Due to PyTorch version changes, LIBERO may require some accommodations; in particular, the way we use torch.load might need to be updated.
Install transformers:
pip install transformers==4.53.2
Install flash-attention
git clone https://github.com/Dao-AILab/flash-attention.git
cd flash-attention
git checkout v2.5.5
MAX_JOBS=4 python setup.py install
Install dlimp
git clone https://github.com/kvablack/dlimp
cd dlimp
pip install -e .
Install limvla
pip install -r requirements.txt
python -m pip install -e . --no-build-isolation
This ensures that modifications to the limvla package are reflected in real time without the need for repeated installations.
Tron2 Startup#
First switch the robot to idle mode, then switch to developer mode.

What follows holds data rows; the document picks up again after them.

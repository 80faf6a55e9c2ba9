// system-tests/tests/suites/full_run.rs
// ============================================================================
// Module: Full Run Scenarios
// Description: Unfiltered catalog runs against the stub cloud.
// Purpose: Verify totals, success, and report artifacts of a complete run.
// Dependencies: system-tests helpers, roast-core, serde_json
// ============================================================================

use std::fs;

use roast_core::SkipRegistry;

use crate::helpers::artifacts::TestArtifacts;
use crate::helpers::harness::Stubbed;

#[test]
fn full_run_passes_with_open_issues_skipped() {
    let stub = Stubbed::start();
    let report = stub.run(&[], SkipRegistry::new());

    let summary = report.summary();
    assert_eq!(summary.total, 16);
    assert_eq!(summary.passed, 13);
    assert_eq!(summary.skipped, 3);
    assert_eq!(summary.teardown_failures, 0);
    assert!(report.is_success(), "{}", report.render_text());
    stub.assert_no_leaks();
}

#[test]
fn including_known_issues_runs_all_sixteen_cases() {
    let stub = Stubbed::start();
    let report = stub.run(&[], SkipRegistry::new().including_known_issues());

    let summary = report.summary();
    assert_eq!(summary.passed, 16, "{}", report.render_text());
    assert_eq!(summary.skipped, 0);
    stub.assert_no_leaks();
}

#[test]
fn full_run_writes_summary_artifacts() {
    let stub = Stubbed::start();
    let report = stub.run(&[], SkipRegistry::new());
    let artifacts = TestArtifacts::new("full_run_writes_summary_artifacts").unwrap();

    let written = report.write_artifacts(artifacts.root()).unwrap();
    assert_eq!(written.len(), 2);

    let summary = fs::read_to_string(artifacts.root().join("summary.json")).unwrap();
    let json: serde_json::Value = serde_json::from_str(&summary).unwrap();
    assert_eq!(json["classes"].as_array().map(Vec::len), Some(3));
    let markdown = fs::read_to_string(artifacts.root().join("summary.md")).unwrap();
    assert!(markdown.contains("rescue_and_unrescue_server_as_admin"), "{markdown}");
}
// crates/roast-clients/src/lib.rs
// ============================================================================
// Module: Cloud Roast Clients Library
// Description: HTTP clients and behaviors for the services under test.
// Purpose: Give fixtures and case bodies typed, bounded API access.
// Dependencies: reqwest, serde, serde_json, tracing, url
// ============================================================================

//! ## Overview
//! Each service gets a thin client mapping one method to one API call and,
//! where suites need multi-step setups, a behaviors type composing those
//! calls. Behaviors register every resource they create in a
//! [`roast_core::ResourceRegistry`] so teardown can release it.
//!
//! All calls block; timeouts and response size limits come from
//! [`roast_config::HttpConfig`].

// ============================================================================
// SECTION: Modules
// ============================================================================

pub mod compute;
pub mod datagen;
pub mod error;
pub mod key_manager;
pub mod rest;
pub mod stacktach;

// ============================================================================
// SECTION: Re-exports
// ============================================================================

pub use compute::BuildSettings;
pub use compute::ComputeClient;
pub use compute::ServerBehaviors;
pub use datagen::rand_name;
pub use error::ClientError;
pub use key_manager::ContainerBehaviors;
pub use key_manager::KeyManagerClient;
pub use rest::ApiResponse;
pub use rest::Credentials;
pub use rest::RestClient;
pub use stacktach::StackTachClient;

Launch the camera node, state node, and control node.
Prepare for inference.
launch.json#
Copy the following content into launch.json for convenient debugging with the Python debugger.
{
"name": "Inference Pi05",
"type": "debugpy",
"request": "launch",
"program": "{CONDA_ENV_PATH}/bin/torchrun",
"python": "{CONDA_ENV_PATH}/bin/python",
"args": [
"scripts/inference_real_robot.py",
"--config", "{PROJECT_PATH}/configs/pi05/pi05_paligemma_tron2_pick_bananas_full_finetune.py",
"--ckpt-path", "{CHECKPOINT_PATH}/checkpoints/step-001000-epoch-00-loss=0.0072.pt",
],
"console": "integratedTerminal",
"justMyCode": false,
"env": {
"CUDA_VISIBLE_DEVICES": "0",
"HF_ENDPOINT": "https://hf-mirror.com",
"WANDB_MODE": "disabled",
}
}
Usage Instructions#
Press “0” to reset, and press “1” to run inference with the corresponding prompt. Multi-prompt input is also supported.

The prompts are specified in the config under inference/task_descriptions.
Currently, all operations use moveJ control with an execution time of 1–4 seconds (configurable in the state node).
The publish_rate is specified under inference/publish_rate in the config. It is recommended to start with a lower rate to facilitate trajectory visualization.
Workflow:#
Push the table forward and perform an arm reset first (to the table surface level).
Then launch the model inference. During the process, the moveJ time in the state node can be adjusted to modify the control frequency.
After inference is complete, retract the table and use the joystick to switch to idle mode.